It also grew out of the horrors of Auschwitz, which wiped out Robert Maxwell's parents and siblings and eventually inspired his French Protestant wife, Elisabeth, to become a renowned Holocaust scholar.

And it includes Ghislaine's very interesting American in-laws who moved back and forth between Provence, the Dordogne and the United States. Their roots involved the pioneering, often reckless rocket scientists of the 1930s who were called the "Suicide Squad" for their risky work at the Jet Propulsion Lab. Among their circle: L. Ron Hubbard of Scientology fame; the Nobel Prize-winning physicist Richard Feynman; and Briton Aleister Crowley, known for black magic and a sex cult.

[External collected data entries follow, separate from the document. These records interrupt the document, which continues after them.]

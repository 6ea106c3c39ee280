//! Media file storage.
//!
//! Uploads are written to an external WebDAV share. The trait exists so the
//! API layer can run against [`InMemoryMediaStore`] in tests, and every write
//! is awaited and checked before the caller's request completes: a failed
//! upload surfaces as an error, never as a dangling URL.

use std::collections::HashMap;
use std::sync::Mutex;

use async_trait::async_trait;
use thiserror::Error;

mod webdav;

pub use webdav::{WebdavClient, WebdavConfig};

#[derive(Debug, Error)]
pub enum MediaError {
    #[error("invalid media path: {0}")]
    InvalidPath(String),

    #[error("media backend failure: {0}")]
    Upstream(String),
}

impl MediaError {
    pub(crate) fn upstream(operation: &str, err: impl core::fmt::Display) -> Self {
        tracing::error!(operation, error = %err, "media backend failure");
        Self::Upstream(format!("{operation}: {err}"))
    }
}

/// Relative paths only, no traversal, no absolute paths.
pub(crate) fn validate_path(path: &str) -> Result<(), MediaError> {
    if path.trim().is_empty() {
        return Err(MediaError::InvalidPath("empty path".into()));
    }
    if path.starts_with('/') || path.starts_with('\\') {
        return Err(MediaError::InvalidPath(format!(
            "absolute path not allowed: {path:?}"
        )));
    }
    if path.split(['/', '\\']).any(|segment| segment == "..") {
        return Err(MediaError::InvalidPath(format!(
            "path traversal not allowed: {path:?}"
        )));
    }
    Ok(())
}

#[async_trait]
pub trait MediaStore: Send + Sync {
    /// Store `bytes` at `path` (relative, forward-slash separated) and return
    /// the public URL of the stored file.
    async fn put(&self, path: &str, bytes: Vec<u8>) -> Result<String, MediaError>;

    async fn delete(&self, path: &str) -> Result<(), MediaError>;
}

/// Test double that keeps uploads in a map.
#[derive(Debug, Default)]
pub struct InMemoryMediaStore {
    files: Mutex<HashMap<String, Vec<u8>>>,
    fail_next: Mutex<bool>,
}

impl InMemoryMediaStore {
    pub fn new() -> Self {
        Self::default()
    }

    /// Make the next `put` fail, for testing upload-failure propagation.
    pub fn fail_next_put(&self) {
        *self.fail_next.lock().unwrap_or_else(|p| p.into_inner()) = true;
    }

    pub fn stored(&self, path: &str) -> Option<Vec<u8>> {
        self.files
            .lock()
            .unwrap_or_else(|p| p.into_inner())
            .get(path)
            .cloned()
    }
}

#[async_trait]
impl MediaStore for InMemoryMediaStore {
    async fn put(&self, path: &str, bytes: Vec<u8>) -> Result<String, MediaError> {
        validate_path(path)?;
        {
            let mut fail = self.fail_next.lock().unwrap_or_else(|p| p.into_inner());
            if *fail {
                *fail = false;
                return Err(MediaError::Upstream("injected failure".into()));
            }
        }
        self.files
            .lock()
            .unwrap_or_else(|p| p.into_inner())
            .insert(path.to_string(), bytes);
        Ok(format!("memory://{path}"))
    }

    async fn delete(&self, path: &str) -> Result<(), MediaError> {
        validate_path(path)?;
        let removed = self
            .files
            .lock()
            .unwrap_or_else(|p| p.into_inner())
            .remove(path);
        match removed {
            Some(_) => Ok(()),
            None => Err(MediaError::Upstream(format!("no such file: {path}"))),
        }
    }
}

#[cfg(test)]
mod tests {
    use super::*;

    #[test]
    fn rejects_traversal_and_absolute_paths() {
        assert!(validate_path("products/mug.png").is_ok());
        assert!(validate_path("").is_err());
        assert!(validate_path("/etc/passwd").is_err());
        assert!(validate_path("a/../b.png").is_err());
        assert!(validate_path("..").is_err());
    }

    #[tokio::test]
    async fn put_then_delete_roundtrip() {
        let store = InMemoryMediaStore::new();
        let url = store.put("hero/1.png", vec![1, 2, 3]).await.unwrap();
        assert_eq!(url, "memory://hero/1.png");
        assert_eq!(store.stored("hero/1.png"), Some(vec![1, 2, 3]));
        store.delete("hero/1.png").await.unwrap();
        assert!(store.stored("hero/1.png").is_none());
    }

    #[tokio::test]
    async fn injected_failure_surfaces_to_caller() {
        let store = InMemoryMediaStore::new();
        store.fail_next_put();
        let err = store.put("hero/1.png", vec![0]).await.unwrap_err();
        assert!(matches!(err, MediaError::Upstream(_)));
        assert!(store.stored("hero/1.png").is_none());
    }
}
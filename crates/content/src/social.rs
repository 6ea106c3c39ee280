//! Social links, keyed by platform name with upsert semantics: writing to an
//! existing platform overwrites its url and label.

use serde::{Deserialize, Serialize};

use promostore_core::{DomainError, DomainResult};

#[derive(Debug, Clone, PartialEq, Eq, Serialize, Deserialize)]
pub struct SocialLink {
    /// Unique platform key, e.g. "instagram".
    pub platform: String,
    pub url: String,
    pub label: String,
}

impl SocialLink {
    pub fn validate(&self) -> DomainResult<()> {
        if self.platform.trim().is_empty() {
            return Err(DomainError::validation("platform cannot be empty"));
        }
        if self.url.trim().is_empty() {
            return Err(DomainError::validation("url cannot be empty"));
        }
        Ok(())
    }
}
//! Tracing/logging initialization.

use tracing_subscriber::EnvFilter;

/// Initialize tracing/logging for the process.
///
/// Safe to call multiple times (subsequent calls are no-ops).
pub fn init() {
    let filter = EnvFilter::try_from_default_env()
        .unwrap_or_else(|_| EnvFilter::new("info"));

    // JSON logs + timestamps, configurable via RUST_LOG.
    let _ = tracing_subscriber::fmt()
        .with_env_filter(filter)
        .json()
        .with_timer(tracing_subscriber::fmt::time::SystemTime)
        .with_target(false)
        .try_init();
}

Maxwell family observers don't find it strange that Ghislaine and some of her sisters were drawn to larger-than-life, certifiably strange men.

"They attach themselves to bizarre psychopaths like their father," says a researcher who delved into the family years ago. "Ghislaine wasn't the only sister to hook up with a weird guy."

The daddy issues — and the mysterious death issues — began with Robert Maxwell, born into poverty as Ján Ludvík Hyman Binyamin Hoch in Czechoslovakia in 1923. He wanted a big family to recreate, in a way, the siblings he lost to the Nazis, and he very much wanted riches and fame. He achieved all of it, including a seat in the British Parliament. But two of his children died young and greed overtook his ambition.

When Robert Maxwell mysteriously disappeared from his yacht, the Lady Ghislaine, and his naked body was retrieved floating in the waters off the Canary Islands in November 1991, he already had been drowning in debt.

His business empire was on the verge of ruin and he'd stolen, Bernie Madoff-style, more than $400 million from his employees' pension funds to forestall bankruptcy. The Pulitzer-Prize-winning reporter Seymour Hersh had recently accused him of being a longtime Israeli intelligence agent in a book about Israel's nuclear weapons arsenal, The Samson Option.

The conspiracy theories surrounding Robert Maxwell's death rivaled those of Epstein's today, although the official take was that he fell off his boat during an early morning walk around the deck.

Epstein, whose pal, former Israeli Prime Minister Ehud Barak often crashed at his $77 million Upper East Side apartment in New York, also has been accused of unsavory connections to Israel.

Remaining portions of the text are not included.